I always carry my sig 40 cal regardless what I am hunting. And always thought if I can have a yote or fox were I feel comfortable to get a good shot I will.


----------



## poe

I think it would be a lot of fun but its not legal here. Only place we are allowed to shoot handguns is a certified gun range. If I get my ristricted lic and get a hand gun Im not even allowed to shoot it at my farm. Yep its stupid.


----------



## mrmarkham

I did some calling during a handgun only javelina hunt in Arizona this spring. Called in four foxes. Brought one down with .357 Blackhawk. Shot it clean through the long way, from chest to tail, broadside there would have been some serious fur damage.

Sent from my HTC VLE_U using Tapatalk 2


----------



## Scotty D.

youngdon said:


> I hear you on the aquisition part, the long eye relief scopes can be rather difficult at first especially if you have a high power.


I use rifle scopes on my .223 & K-Hornet T/C pistols....Just pegged a whistle pig the other day @ 175yds w/ the K.... As long as I realize that I need to back off just a tad to keep from getting scope-eye.. Works out pretty well when I'm shooting off of stix...

I got the idea from an article that I read about long-range prairie dog pistol hunting... Those guys were using 7mm Dakota (pretty big boom stick) w/ 20x Leupold rifle scopes... All I have to do is acquire the target & back off some...I got used to not having a full sight picture (which is a must if I want to keep from getting smacked on the noggin)...

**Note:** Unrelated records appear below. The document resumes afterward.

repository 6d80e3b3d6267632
use anyhow::Result;
use clap::Command;
use clap_complete::{Shell, generate};
use std::io;

/// Write the completion script for `shell` to stdout
pub fn execute(shell: Shell, cmd: &mut Command) -> Result<()> {
    let bin_name = cmd.get_name().to_string();
    generate(shell, cmd, bin_name, &mut io::stdout());
    Ok(())
}
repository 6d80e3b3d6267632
use crate::Result;
use crate::dom::{Page, ToggleKind, is_checked};
use crate::report::{SwitchState, ToggleMethod, ToggleOutcome};
use crate::timing::{Timing, pause};

/// A toggle-like element found on the page
#[derive(Debug, Clone)]
pub struct ToggleElement<N> {
    pub node: N,
    pub kind: ToggleKind,
    /// `id`, or `data-id` when the element has no id
    pub identity: Option<String>,
}

/// What `turn_off` observed
#[derive(Debug, Clone, Copy, PartialEq, Eq)]
pub struct ToggleResult {
    pub before: SwitchState,
    pub after: SwitchState,
    pub changed: bool,
    pub method: ToggleMethod,
    /// The element is off afterwards
    pub ok: bool,
}

impl ToggleResult {
    pub fn into_outcome(self, section: &str, label: String) -> ToggleOutcome {
        ToggleOutcome {
            section: section.to_string(),
            label,
            before: self.before,
            after: self.after,
            changed: self.changed,
            method: self.method,
            ok: self.ok,
        }
    }
}

/// Switch an element off.
///
/// An element that is already off is left alone: nothing is dispatched, so a
/// host page that double-handles activations cannot turn it back on.
pub async fn turn_off<P>(page: &P, node: &P::Node, timing: &Timing) -> Result<ToggleResult>
where
    P: Page + ?Sized,
{
    let before = SwitchState::from_checked(is_checked(&page.read(node).await?));
    if !before.is_on() {
        return Ok(ToggleResult {
            before,
            after: before,
            changed: false,
            method: ToggleMethod::Noop,
            ok: true,
        });
    }

    page.activate(node).await?;
    pause(timing.settle).await;

    let after = SwitchState::from_checked(is_checked(&page.read(node).await?));
    Ok(ToggleResult {
        before,
        after,
        changed: before != after,
        method: ToggleMethod::Click,
        ok: !after.is_on(),
    })
}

The price of a high-power rifle scope is much less than a 3-12X AO Burris pistol scope....Using a 6-24X50mm on my .223


----------



## youngdon

mrmarkham said:


> I did some calling during a handgun only javelina hunt in Arizona this spring. Called in four foxes. Brought one down with .357 Blackhawk. Shot it clean through the long way, from chest to tail, broadside there would have been some serious fur damage.
> 
> Sent from my HTC VLE_U using Tapatalk 2


Welcome to the forum mrmarkham.

lol Yeah a 357 will destroy a fox, a 22 or 17 rimfire is about tops for fox if you want to save fur IMO


----------



## glenway

Scotty D. said:


> I use rifle scopes on my .223 & K-Hornet T/C pistols....Just pegged a whistle pig the other day @ 175yds w/ the K.... As long as I realize that I need to back off just a tad to keep from getting scope-eye.. Works out pretty well when I'm shooting off of stix...
> 
> I got the idea from an article that I read about long-range prairie dog pistol hunting... Those guys were using 7mm Dakota (pretty big boom stick) w/ 20x Leupold rifle scopes... All I have to do is acquire the target & back off some...I got used to not having a full sight picture (which is a must if I want to keep from getting smacked on the noggin)...
> 
> The price of a high-power rifle scope is much less than a 3-12X AO Burris pistol scope....Using a 6-24X50mm on my .223


I have a rifle scope on my T/C Contender .22 long rifle barrel, but have a long-eye relief scope on my .223 barrel. Wouldn't think recoil would be that much of an issue. I also use an EOTech holographic sight on a .45/70 barrel and appreciate the unlimited eye relief.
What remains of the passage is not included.